About this exercise: Look over the entries below. Report how many lines hold the word "early", and only that.

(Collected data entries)
= = = = =
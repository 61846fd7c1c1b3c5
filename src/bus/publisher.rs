//! Reply publisher for the queue bus.

use std::sync::Arc;

use serde::Serialize;
use thiserror::Error;

use super::transport::{QueueTransport, TransportError};

/// Error type for publish operations.
#[derive(Debug, Error)]
pub enum PublishError {
    /// The message could not be serialized to JSON
    #[error("serialization failed: {0}")]
    SerializationFailed(#[from] serde_json::Error),
    /// The transport refused or failed the send
    #[error(transparent)]
    Transport(#[from] TransportError),
}

/// Serializes messages to JSON and sends them to a queue address.
///
/// Thin wrapper over [`QueueTransport::send`]. Failures are returned to the
/// caller as they are: no retry, no swallowing. Retrying a failed reply is
/// the consumer's job, by leaving the originating message undeleted.
///
/// ## Example
///
/// ```ignore
/// use std::sync::Arc;
/// use profile_relay::bus::{InMemoryQueue, Publisher};
///
/// let queue = InMemoryQueue::new();
/// queue.create_queue("replies");
///
/// let publisher = Publisher::new(Arc::new(queue.clone()));
/// publisher.publish("replies", &serde_json::json!({ "ok": true })).await.unwrap();
///
/// assert_eq!(queue.sent("replies"), vec![r#"{"ok":true}"#.to_string()]);
/// ```
#[derive(Clone)]
pub struct Publisher {
    transport: Arc<dyn QueueTransport>,
}

impl Publisher {
    pub fn new(transport: Arc<dyn QueueTransport>) -> Self {
        Self { transport }
    }

    /// Serialize `message` and send it to `queue`.
    pub async fn publish<T>(&self, queue: &str, message: &T) -> Result<(), PublishError>
    where
        T: Serialize + ?Sized + Sync,
    {
        let body = serde_json::to_string(message)?;
        self.transport.send(queue, body).await?;
        tracing::debug!(queue = %queue, "Message published");
        Ok(())
    }
}
//! Profile request integration tests.
//!
//! Covers the `USER_PROFILE_REQUESTED` handler and full-profile resolution:
//! - Success, not-found and internal-error replies
//! - Malformed requests produce no reply
//! - Correlation ids are echoed unchanged
//! - Publish failures leave the request for redelivery
//! - Role-based extension lookup

mod through_consumer;
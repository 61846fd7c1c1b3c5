//! Environment-driven configuration.
//!
//! Settings are read from environment variables at the composition root
//! and passed down as plain values; nothing below this module reads the
//! environment.
//!
//! | Variable | Default |
//! |---|---|
//! | `AWS_REGION` | `us-east-1` |
//! | `AWS_ACCESS_KEY_ID` / `AWS_SECRET_ACCESS_KEY` | unset (ambient credentials) |
//! | `SQS_ENDPOINT_URL` | unset (provider default; e.g. `http://localhost:4566` for LocalStack) |
//! | `SQS_REQUEST_QUEUE_URL` | unset (consumer disabled) |
//! | `SQS_MAX_MESSAGES` | `10`, clamped to 1–10 |
//! | `SQS_WAIT_TIME_SECONDS` | `20`, clamped to 0–20 |
//! | `SQS_ERROR_BACKOFF_MS` | `5000` |
//! | `ROLE_ID_ADMIN` / `ROLE_ID_PROFESSIONAL` / `ROLE_ID_CLIENT` | `1` / `2` / `3` |

use std::fmt;
use std::str::FromStr;
use std::time::Duration;

use thiserror::Error;

/// Upper bound on messages per receive.
pub const MAX_MESSAGES_LIMIT: usize = 10;
/// Upper bound on the long-poll wait.
pub const MAX_WAIT_TIME: Duration = Duration::from_secs(20);

/// Error reading configuration.
#[derive(Debug, Error, PartialEq, Eq)]
pub enum ConfigError {
    #[error("invalid value for {key}: '{value}'")]
    Invalid { key: &'static str, value: String },
}

/// Settings the consumer loop runs with.
#[derive(Clone, Debug, PartialEq, Eq)]
pub struct ConsumerConfig {
    /// Address of the shared request queue
    pub queue: String,
    /// Messages requested per poll, 1–10
    pub max_messages: usize,
    /// Long-poll wait per receive
    pub wait_time: Duration,
    /// Pause after a failed receive
    pub error_backoff: Duration,
}

impl ConsumerConfig {
    /// Defaults: 10 messages, 20 s wait, 5 s back-off.
    pub fn new(queue: impl Into<String>) -> Self {
        Self {
            queue: queue.into(),
            max_messages: MAX_MESSAGES_LIMIT,
            wait_time: MAX_WAIT_TIME,
            error_backoff: Duration::from_secs(5),
        }
    }

    /// Clamped to 1–10.
    pub fn with_max_messages(mut self, max_messages: usize) -> Self {
        self.max_messages = max_messages.clamp(1, MAX_MESSAGES_LIMIT);
        self
    }

    /// Clamped to at most 20 s.
    pub fn with_wait_time(mut self, wait_time: Duration) -> Self {
        self.wait_time = wait_time.min(MAX_WAIT_TIME);
        self
    }

    pub fn with_error_backoff(mut self, backoff: Duration) -> Self {
        self.error_backoff = backoff;
        self
    }
}

/// Static credentials for the queue provider.
#[derive(Clone, PartialEq, Eq)]
pub struct Credentials {
    pub access_key_id: String,
    pub secret_access_key: String,
}

impl fmt::Debug for Credentials {
    fn fmt(&self, f: &mut fmt::Formatter<'_>) -> fmt::Result {
        f.debug_struct("Credentials")
            .field("access_key_id", &self.access_key_id)
            .field("secret_access_key", &"<redacted>")
            .finish()
    }
}

/// Queue provider and consumer settings.
#[derive(Clone, Debug, PartialEq, Eq)]
pub struct QueueSettings {
    pub region: String,
    /// Only set when both key id and secret are present
    pub credentials: Option<Credentials>,
    /// Custom endpoint, e.g. a local emulator
    pub endpoint_url: Option<String>,
    /// Queue receiving profile requests from other services
    pub request_queue_url: Option<String>,
    pub max_messages: usize,
    pub wait_time: Duration,
    pub error_backoff: Duration,
}

impl QueueSettings {
    pub fn from_env() -> Result<Self, ConfigError> {
        Self::from_lookup(|key| std::env::var(key).ok())
    }

    /// Read settings through `lookup`, which maps a variable name to its value.
    pub fn from_lookup<F>(lookup: F) -> Result<Self, ConfigError>
    where
        F: Fn(&str) -> Option<String>,
    {
        let non_empty = |key: &str| lookup(key).filter(|v| !v.is_empty());

        let credentials = match (
            non_empty("AWS_ACCESS_KEY_ID"),
            non_empty("AWS_SECRET_ACCESS_KEY"),
        ) {
            (Some(access_key_id), Some(secret_access_key)) => Some(Credentials {
                access_key_id,
                secret_access_key,
            }),
            _ => None,
        };

        let max_messages: usize = parse_or(&lookup, "SQS_MAX_MESSAGES", MAX_MESSAGES_LIMIT)?;
        let wait_seconds: u64 =
            parse_or(&lookup, "SQS_WAIT_TIME_SECONDS", MAX_WAIT_TIME.as_secs())?;
        let backoff_ms: u64 = parse_or(&lookup, "SQS_ERROR_BACKOFF_MS", 5_000)?;

        Ok(Self {
            region: non_empty("AWS_REGION").unwrap_or_else(|| "us-east-1".to_string()),
            credentials,
            endpoint_url: non_empty("SQS_ENDPOINT_URL"),
            request_queue_url: non_empty("SQS_REQUEST_QUEUE_URL"),
            max_messages: max_messages.clamp(1, MAX_MESSAGES_LIMIT),
            wait_time: Duration::from_secs(wait_seconds).min(MAX_WAIT_TIME),
            error_backoff: Duration::from_millis(backoff_ms),
        })
    }

    /// Consumer settings, or `None` when no request queue is configured.
    pub fn consumer_config(&self) -> Option<ConsumerConfig> {
        let queue = self.request_queue_url.as_ref()?;
        Some(
            ConsumerConfig::new(queue.clone())
                .with_max_messages(self.max_messages)
                .with_wait_time(self.wait_time)
                .with_error_backoff(self.error_backoff),
        )
    }
}

/// Role ids shared with the roles service.
#[derive(Clone, Copy, Debug, PartialEq, Eq)]
pub struct RoleIds {
    pub admin: i64,
    pub professional: i64,
    pub client: i64,
}

impl Default for RoleIds {
    fn default() -> Self {
        Self {
            admin: 1,
            professional: 2,
            client: 3,
        }
    }
}

impl RoleIds {
    pub fn from_env() -> Result<Self, ConfigError> {
        Self::from_lookup(|key| std::env::var(key).ok())
    }

    pub fn from_lookup<F>(lookup: F) -> Result<Self, ConfigError>
    where
        F: Fn(&str) -> Option<String>,
    {
        let defaults = Self::default();
        Ok(Self {
            admin: parse_or(&lookup, "ROLE_ID_ADMIN", defaults.admin)?,
            professional: parse_or(&lookup, "ROLE_ID_PROFESSIONAL", defaults.professional)?,
            client: parse_or(&lookup, "ROLE_ID_CLIENT", defaults.client)?,
        })
    }
}

fn parse_or<F, T>(lookup: &F, key: &'static str, default: T) -> Result<T, ConfigError>
where
    F: Fn(&str) -> Option<String>,
    T: FromStr,
{
    match lookup(key).filter(|v| !v.trim().is_empty()) {
        None => Ok(default),
        Some(value) => value
            .trim()
            .parse()
            .map_err(|_| ConfigError::Invalid { key, value }),
    }
}
//! Retained messages come back after the visibility window.

use std::time::Duration;

use profile_relay::bus::{InMemoryQueue, QueueTransport};
use profile_relay::service::Disposition;

use crate::support::{
    consumer, envelope_body, registry_with, Outcome, RecordingHandler, REQUESTS,
};

#[tokio::test]
async fn failed_message_is_redelivered_and_then_handled() {
    let queue = InMemoryQueue::new();
    queue.create_queue(REQUESTS);

    let handler = RecordingHandler::new("PING", Outcome::FailFirst(1));
    let consumer = consumer(queue.clone(), registry_with(handler.clone()));

    queue.send(REQUESTS, envelope_body("PING", "c-1")).await.unwrap();

    let first = consumer.poll_once().await;
    assert_eq!(first.dispositions, vec![Disposition::Retained]);

    // Nothing visible until the window passes.
    let early = queue.receive(REQUESTS, 10, Duration::ZERO).await.unwrap();
    assert!(early.is_empty());

    queue.expire_in_flight(REQUESTS);

    let mut batch = queue.receive(REQUESTS, 10, Duration::ZERO).await.unwrap();
    assert_eq!(batch.len(), 1);
    let message = batch.remove(0);
    assert_eq!(message.receive_count, 2);
    assert!(message.is_redelivery());

    let second = consumer.process_message(message).await;
    assert_eq!(second, Disposition::Handled);

    assert_eq!(handler.calls(), 2);
    assert_eq!(queue.deleted(REQUESTS).len(), 1);
    assert_eq!(queue.in_flight(REQUESTS), 0);

    let seen = handler.seen();
    assert_eq!(seen[0], seen[1]);
}

#[tokio::test]
async fn spawned_consumer_retries_after_visibility_window() {
    let queue = InMemoryQueue::new().with_visibility_timeout(Duration::from_millis(50));
    queue.create_queue(REQUESTS);

    let handler = RecordingHandler::new("PING", Outcome::FailFirst(2));
    let handle = consumer(queue.clone(), registry_with(handler.clone())).spawn();
    let mut stats = handle.subscribe_stats();

    queue.send(REQUESTS, envelope_body("PING", "c-1")).await.unwrap();

    tokio::time::timeout(Duration::from_secs(5), stats.wait_for(|s| s.handled == 1))
        .await
        .expect("message was never handled")
        .unwrap();

    let final_stats = handle.stop().await;
    assert_eq!(final_stats.retained, 2);
    assert_eq!(final_stats.handled, 1);
    assert_eq!(final_stats.received, 3);
    assert_eq!(handler.calls(), 3);
}

#[tokio::test]
async fn stale_receipt_cannot_delete_redelivered_message() {
    let queue = InMemoryQueue::new();
    queue.create_queue(REQUESTS);
    queue.send(REQUESTS, envelope_body("PING", "c-1")).await.unwrap();

    let first = queue.receive(REQUESTS, 1, Duration::ZERO).await.unwrap();
    queue.expire_in_flight(REQUESTS);
    let second = queue.receive(REQUESTS, 1, Duration::ZERO).await.unwrap();

    assert_ne!(first[0].receipt, second[0].receipt);
    assert_eq!(first[0].message_id, second[0].message_id);
    assert!(queue.delete(REQUESTS, &first[0].receipt).await.is_err());
    assert!(queue.delete(REQUESTS, &second[0].receipt).await.is_ok());

}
= = = = =
Answer area: 2